Dans le cadre de son plan d’intervention face à la sécheresse dans la Corne de l’Afrique, la FAO appelle à la mobilisation de plus de 138 millions de dollars pour aider les communautés rurales à faire face à cette menace. Sur ce montant, 130 millions doivent être débloqués d’ici fin février pour apporter de toute urgence une aide aux communautés particulièrement vulnérables, tributaires de l’agriculture, dans les trois pays les plus touchés.
Pour la FAO, il est encore possible d’éviter ce scénario catastrophe. Il s’agit donc « d’agir rapidement et au bon moment pour fournir de l’eau, des semences, des aliments pour animaux, des soins vétérinaires et de l’argent aux familles rurales en danger ».
Plan d’action de la FAO pour des solutions durables
Dans le cadre de son plan d’intervention face à la sécheresse, la FAO vise à apporter un soutien à 1,5 million de personnes parmi les populations rurales les plus exposées en Éthiopie, au Kenya et en Somalie. Pour les familles de pasteurs, il s’agit entre autres choses de fournir des aliments pour animaux et des suppléments nutritionnels et aussi de faire fonctionner des cliniques vétérinaires mobiles pour que les animaux restent en bonne santé et produisent du lait.
Pour les familles qui vivent des cultures, la FAO a pour objectifs de distribuer des semences de variétés tolérantes à la sécheresse et à maturité précoce de sorgho, de maïs, de niébé et de haricot mung (riche en protéines), ainsi que des légumes riches en nutriments et d’assurer l’accès à l’irrigation. Les programmes « espèces contre travail » permettront aux ménages valides de gagner un revenu supplémentaire en participant à la remise en état des infrastructures agricoles, comme les canaux d’irrigation ou les puits tubulaires.
En Somalie, le plan de la FAO prévoit la fourniture de bateaux, de matériel et de formations pour aider les communautés côtières qui ne pratiquent pas habituellement la pêche à s’assurer une nouvelle source de calories et de protéines dont elles ont bien besoin. S’il est entièrement financé, ce plan permettra de produire jusqu’à 90 millions de litres de lait et jusqu’à 44.000 tonnes de cultures de base au cours du premier semestre 2022.
L’action internationale a permis d’éviter une famine en 2017
Cette intervention de la FAO permettra d’aider pendant au moins six mois plus d’un million de personnes qui se trouvent en situation de grande insécurité alimentaire.

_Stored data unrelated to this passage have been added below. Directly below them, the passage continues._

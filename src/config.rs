//! Configuration for a tuning run.
//!
//! Configuration is read from environment variables (a `.env` file in the
//! working directory is loaded first, if present):
//! - `OPENROUTER_API_KEY` - Required. OpenRouter API key.
//! - `DEFAULT_MODEL` - Optional. Model used for generation. Defaults to `openai/gpt-4o`.
//! - `TEST_NAME` - Optional. db_bench workload. Defaults to `fillrandom`.
//! - `VERSION` - Optional. RocksDB version the options target. Defaults to `8.8.1`.
//! - `OUTPUT_PATH` - Optional. Run output folder. Defaults to a timestamped folder under `output/`.
//! - `NUM_ENTRIES` - Optional. Number of db_bench entries. Defaults to `30000000`.
//! - `SIDE_CHECKER` - Optional. Repair regressions with a midway generation. Defaults to `true`.
//! - `DB_BENCH_PATH` - Optional. db_bench binary. Defaults to `db_bench`.
//! - `DB_PATH` - Optional. Database directory. Defaults to `/tmp/dbtune/bench_db`.
//! - `DEFAULT_OPTIONS_FILE_DIR` - Optional. Directory holding the initial options files.
//! - `FIO_RESULT_PATH` - Optional. fio report appended to the device information.
//! - `DEVICE` - Optional. Free-text device description replacing the detected one.
//! - `ITERATIONS` - Optional. Number of generation rounds. Defaults to `10`.
//! - `TEMPERATURE` - Optional. Sampling temperature. Defaults to `0.4`.

use std::path::PathBuf;
use std::str::FromStr;

use thiserror::Error;

use crate::prompt::DEFAULT_TEMPERATURE;
use crate::util::{env_var_bool, output_folder_name};

#[derive(Debug, Error)]
pub enum ConfigError {
    #[error("Missing required environment variable: {0}")]
    MissingEnvVar(String),

    #[error("Invalid value for {0}: {1}")]
    InvalidValue(String, String),
}

/// Settings for one tuning run.
#[derive(Debug, Clone)]
pub struct Config {
    /// OpenRouter API key
    pub api_key: String,

    /// LLM model identifier (OpenRouter format)
    pub model: String,

    /// db_bench workload name
    pub test_name: String,

    /// Storage engine version the options files target
    pub engine_version: String,

    /// Folder receiving options files, history and logs
    pub output_path: PathBuf,

    /// Entries written/read per benchmark run
    pub num_entries: u64,

    /// Whether regressions trigger a midway generation
    pub side_checker: bool,

    pub db_bench_path: PathBuf,

    pub db_path: PathBuf,

    /// Directory holding `dbbench_default_options-<version>.ini`
    pub default_options_dir: PathBuf,

    pub fio_result_path: Option<PathBuf>,

    /// Device description overriding the detected one
    pub device: Option<String>,

    /// Number of generation rounds after the baseline
    pub iterations: usize,

    pub temperature: f64,
}

impl Config {
    /// Load configuration from environment variables.
    ///
    /// # Errors
    ///
    /// Returns `ConfigError::MissingEnvVar` if `OPENROUTER_API_KEY` is not set,
    /// and `ConfigError::InvalidValue` for unparseable numbers.
    pub fn from_env() -> Result<Self, ConfigError> {
        let api_key = std::env::var("OPENROUTER_API_KEY")
            .map_err(|_| ConfigError::MissingEnvVar("OPENROUTER_API_KEY".to_string()))?;

        let mut config = Self::new(api_key);

        if let Ok(model) = std::env::var("DEFAULT_MODEL") {
            config.model = model;
        }
        if let Ok(test_name) = std::env::var("TEST_NAME") {
            config.test_name = test_name;
        }
        if let Ok(version) = std::env::var("VERSION") {
            config.engine_version = version;
        }
        config.output_path = std::env::var("OUTPUT_PATH")
            .map(PathBuf::from)
            .unwrap_or_else(|_| {
                PathBuf::from("output").join(output_folder_name(&config.test_name, chrono::Local::now()))
            });
        config.num_entries = parse_env("NUM_ENTRIES", config.num_entries)?;
        config.side_checker = env_var_bool("SIDE_CHECKER", config.side_checker);
        if let Ok(path) = std::env::var("DB_BENCH_PATH") {
            config.db_bench_path = PathBuf::from(path);
        }
        if let Ok(path) = std::env::var("DB_PATH") {
            config.db_path = PathBuf::from(path);
        }
        if let Ok(dir) = std::env::var("DEFAULT_OPTIONS_FILE_DIR") {
            config.default_options_dir = PathBuf::from(dir);
        }
        config.fio_result_path = std::env::var("FIO_RESULT_PATH").ok().map(PathBuf::from);
        config.device = std::env::var("DEVICE").ok().filter(|d| !d.trim().is_empty());
        config.iterations = parse_env("ITERATIONS", config.iterations)?;
        config.temperature = parse_env("TEMPERATURE", config.temperature)?;

        Ok(config)
    }

    /// Configuration with defaults for everything but the API key.
    pub fn new(api_key: String) -> Self {
        let test_name = "fillrandom".to_string();
        Self {
            api_key,
            model: "openai/gpt-4o".to_string(),
            output_path: PathBuf::from("output").join(format!("output_{}", test_name)),
            test_name,
            engine_version: "8.8.1".to_string(),
            num_entries: 30_000_000,
            side_checker: true,
            db_bench_path: PathBuf::from("db_bench"),
            db_path: PathBuf::from("/tmp/dbtune/bench_db"),
            default_options_dir: PathBuf::from("options_files/default_options_files"),
            fio_result_path: None,
            device: None,
            iterations: 10,
            temperature: DEFAULT_TEMPERATURE,
        }
    }

    /// Initial options file for the configured engine version.
    pub fn initial_options_path(&self) -> PathBuf {
        self.default_options_dir
            .join(format!("dbbench_default_options-{}.ini", self.engine_version))
    }
}

fn parse_env<T>(name: &str, default: T) -> Result<T, ConfigError>
where
    T: FromStr,
    T::Err: std::fmt::Display,
{
    match std::env::var(name) {
        Ok(raw) => raw
            .trim()
            .parse()
            .map_err(|e: T::Err| ConfigError::InvalidValue(name.to_string(), e.to_string())),
        Err(_) => Ok(default),
    }
}

#[cfg(test)]
mod tests {
    use super::*;

    #[test]
    fn test_defaults() {
        let config = Config::new("key".to_string());
        assert_eq!(config.test_name, "fillrandom");
        assert_eq!(config.engine_version, "8.8.1");
        assert_eq!(config.num_entries, 30_000_000);
        assert!(config.side_checker);
        assert_eq!(config.temperature, 0.4);
        assert_eq!(
            config.initial_options_path(),
            PathBuf::from("options_files/default_options_files/dbbench_default_options-8.8.1.ini")
        );
    }

    #[test]
    fn test_parse_env_reports_invalid_values() {
        std::env::set_var("DBTUNE_TEST_BAD_NUMBER", "many");
        let err = parse_env::<u64>("DBTUNE_TEST_BAD_NUMBER", 1).unwrap_err();
        assert!(matches!(err, ConfigError::InvalidValue(name, _) if name == "DBTUNE_TEST_BAD_NUMBER"));

        std::env::set_var("DBTUNE_TEST_GOOD_NUMBER", " 25 ");
        assert_eq!(parse_env::<usize>("DBTUNE_TEST_GOOD_NUMBER", 1).unwrap(), 25);
        assert_eq!(parse_env::<f64>("DBTUNE_TEST_UNSET_NUMBER", 0.4).unwrap(), 0.4);
    }
}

En permettant aux gens de rester dans leur région, de rester productifs et de préserver leurs moyens de subsistance, tout en renforçant leur résilience, elle jettera aussi les bases d’une stabilité et d’une sécurité alimentaire à plus long terme.
« Il est temps d’investir davantage dans la lutte contre les facteurs de la faim et de renforcer la capacité des gens à continuer de produire même lorsqu’ils sont frappés par des chocs comme la sécheresse, afin que les chocs inévitables ne se transforment pas inévitablement en crises humanitaires », a ajouté M. Paulsen.
En 2011, une grave sécheresse a contribué à l’apparition d’une famine en Somalie, qui a fait périr plus de 260.000 personnes d’inanition, pour la plupart avant la déclaration officielle de la famine. Toutefois, en 2017, des famines qui auraient pu apparaître en raison de la sécheresse dans quatre pays de la grande Corne de l’Afrique ont été évitées grâce à une action internationale concertée, qui visait à agir rapidement et à aider en priorité les communautés rurales à faire face aux stress avant que ceux-ci ne dégénèrent en crises alimentaires.